Fernández Franco Es considerado el mayor epigrafista de su época y mantuvo correspondencia con estudiosos de toda Europa, labor que posteriormente continuó su hijo, que compatibilizó la medicina con esta afición. El trío inicial de esta saga de anticuarios se puede completar con el figura gigante de Pablo de Céspedes (1538-1608), maestro de la pintura cordobesa de la época, escritor y también aficionado a las antigüedades y al análisis de documentos históricos. A su muerte dejó una gran biblioteca y una curiosa colección de objetos que incluían alfanjes turcos, piedras preciosas y hasta un supuesto cuerno de unicornio.

A esta primera generación se unió en el siglo XVII una segunda oleada de aficionados a estos temas de las antigüedades y el estudio del pasado. El primero de ellos fue el escritor e historiador jesuita Pedro Díaz de Rivas (1587-1653), quien heredó el gusto por la historia de su tío, el célebre erudito Martín de Roa. Amigo personal de Góngora, Se especializó en epígrafes y monedas de la Bética antigua y adquirió parte de los fondos que Fernández Franco había acumulado tras su muerte. Uno de sus grandes méritos es que intentó escribir una historia general de Córdoba. Aunque sólo tuvo tiempo de escribir el primer volumen de los cinco que pretendía, dejó en ese libro testimonio de muchas de las epigrafías latinas encontradas décadas antes por Ambrosio de Morales y Fernández Franco.
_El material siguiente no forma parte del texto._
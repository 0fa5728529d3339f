//! Connection status and status listeners.
//!
//! Every status change carries a sequence number taken under the client's
//! state lock. `notify` queues the change and the first caller drains the
//! queue, so listeners see changes one at a time in sequence order even
//! when a listener (or another thread) changes the status mid-delivery.
//! A change that arrives after a newer one was already delivered is dropped.

use std::collections::VecDeque;
use std::fmt;
use std::sync::{Arc, Mutex, MutexGuard, Weak};

use serde::Serialize;

use crate::router::engine::guarded;
use crate::router::subscription::{Subscription, SubscriptionId};
use crate::router::topic::Topic;

#[derive(Debug, Clone, Copy, PartialEq, Eq, Default, Serialize)]
#[serde(rename_all = "lowercase")]
pub enum ConnectionStatus {
    #[default]
    Disconnected,
    Connecting,
    Connected,
    Reconnecting,
}

impl fmt::Display for ConnectionStatus {
    fn fmt(&self, f: &mut fmt::Formatter<'_>) -> fmt::Result {
        let name = match self {
            Self::Disconnected => "disconnected",
            Self::Connecting => "connecting",
            Self::Connected => "connected",
            Self::Reconnecting => "reconnecting",
        };
        f.write_str(name)
    }
}

pub type StatusListener = dyn Fn(ConnectionStatus) + Send + Sync;

struct Listeners {
    next_id: SubscriptionId,
    topic: Topic<StatusListener>,
    pending: VecDeque<(u64, ConnectionStatus)>,
    delivered: u64,
    draining: bool,
}

/// Registry of status-change callbacks. Same removal contract as router
/// subscriptions.
#[derive(Clone)]
pub struct StatusListeners {
    inner: Arc<Mutex<Listeners>>,
}

impl Default for StatusListeners {
    fn default() -> Self {
        Self {
            inner: Arc::new(Mutex::new(Listeners {
                next_id: 1,
                topic: Topic::new("status"),
                pending: VecDeque::new(),
                delivered: 0,
                draining: false,
            })),
        }
    }
}

impl StatusListeners {
    pub fn add<F>(&self, listener: F) -> Subscription
    where
        F: Fn(ConnectionStatus) + Send + Sync + 'static,
    {
        let id = {
            let mut listeners = self.lock();
            let id = listeners.next_id;
            listeners.next_id += 1;
            listeners.topic.subscribe(id, Arc::new(listener));
            id
        };

        let inner: Weak<Mutex<Listeners>> = Arc::downgrade(&self.inner);
        Subscription::new(id, move || {
            if let Some(inner) = inner.upgrade() {
                inner
                    .lock()
                    .unwrap_or_else(|poisoned| poisoned.into_inner())
                    .topic
                    .unsubscribe(id);
            }
        })
    }

    /// Delivers status change `seq` to every listener, in registration order.
    ///
    /// If a delivery is already running (on this thread through a listener,
    /// or on another thread) the change is queued and that delivery picks it
    /// up before returning.
    pub fn notify(&self, seq: u64, status: ConnectionStatus) {
        {
            let mut listeners = self.lock();
            listeners.pending.push_back((seq, status));
            if listeners.draining {
                return;
            }
            listeners.draining = true;
        }

        loop {
            let (status, snapshot) = {
                let mut listeners = self.lock();
                let Some((seq, status)) = listeners.pending.pop_front() else {
                    listeners.draining = false;
                    return;
                };
                if seq <= listeners.delivered {
                    continue;
                }
                listeners.delivered = seq;
                (status, listeners.topic.snapshot())
            };
            for listener in &snapshot {
                guarded("connection.status", || listener(status));
            }
        }
    }

    pub fn len(&self) -> usize {
        self.lock().topic.len()
    }

    pub fn is_empty(&self) -> bool {
        self.len() == 0
    }

    fn lock(&self) -> MutexGuard<'_, Listeners> {
        self.inner
            .lock()
            .unwrap_or_else(|poisoned| poisoned.into_inner())
    }
}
La lista se completa con otros dos nombres destacados: el estudioso malagueño afincado en Córdoba Bernardo de Alderete (1565-1641) y el escritor y médico cordobés Enrique Vaca de Alfaro (1592-1620). Alderete, que fue canónigo de la Catedral, ha pasado a la historia por su tratado sobre el origen de la lengua española, pero a lo largo de su vida también tuvo una gran inclinación por las antigüedades, lo que se tradujo en otro libro que dedicó a interpretar algunas de las piezas de su colección.

Logros

Finalmente, Vaca de Alfaro fue uno de los grandes poetas de la época y heredero de una larga saga de escritores vinculados a la medicina y el arte. De hecho, su padre y su abuelo habían escrito y su hermano era el pintor Juan de Alfaro, uno de los alumnos favoritos de Diego de Velázquez. Vaca de Alfaro, que vivió en la casa familiar que existía en la plaza que hoy lleva su nombre, acumuló una fascinante biblioteca. El escritor dejó también numerosas epigrafías y traducciones, ya que pudo trabajar con los fondos que había acumulado en las décadas anteriores Fernández Franco y Díaz de Rivas.

Esta gran tradición de eruditos comenzaría a desvanecerse en la segunda mitad del siglo XVI, y si recobró cierto vigor fue ya en el siglo XVII y bajo otros formatos debido al cambio de época. De lo que no hay duda es que estos personajes fueron el antecedente lejano de la gran revolución arqueológica que Córdoba Ha vivido en el último siglo e intelectuales claves en el avance no sólo del conocimiento del pasado sino también de la conciencia de dar valor y proteger los vestigios y sigue siendo un elemento fundamental para la investigación. De esos locos edad de oro Los arqueólogos de hoy atraviesan algo que los une: el poderoso amor por la historia y los testimonios de ayer.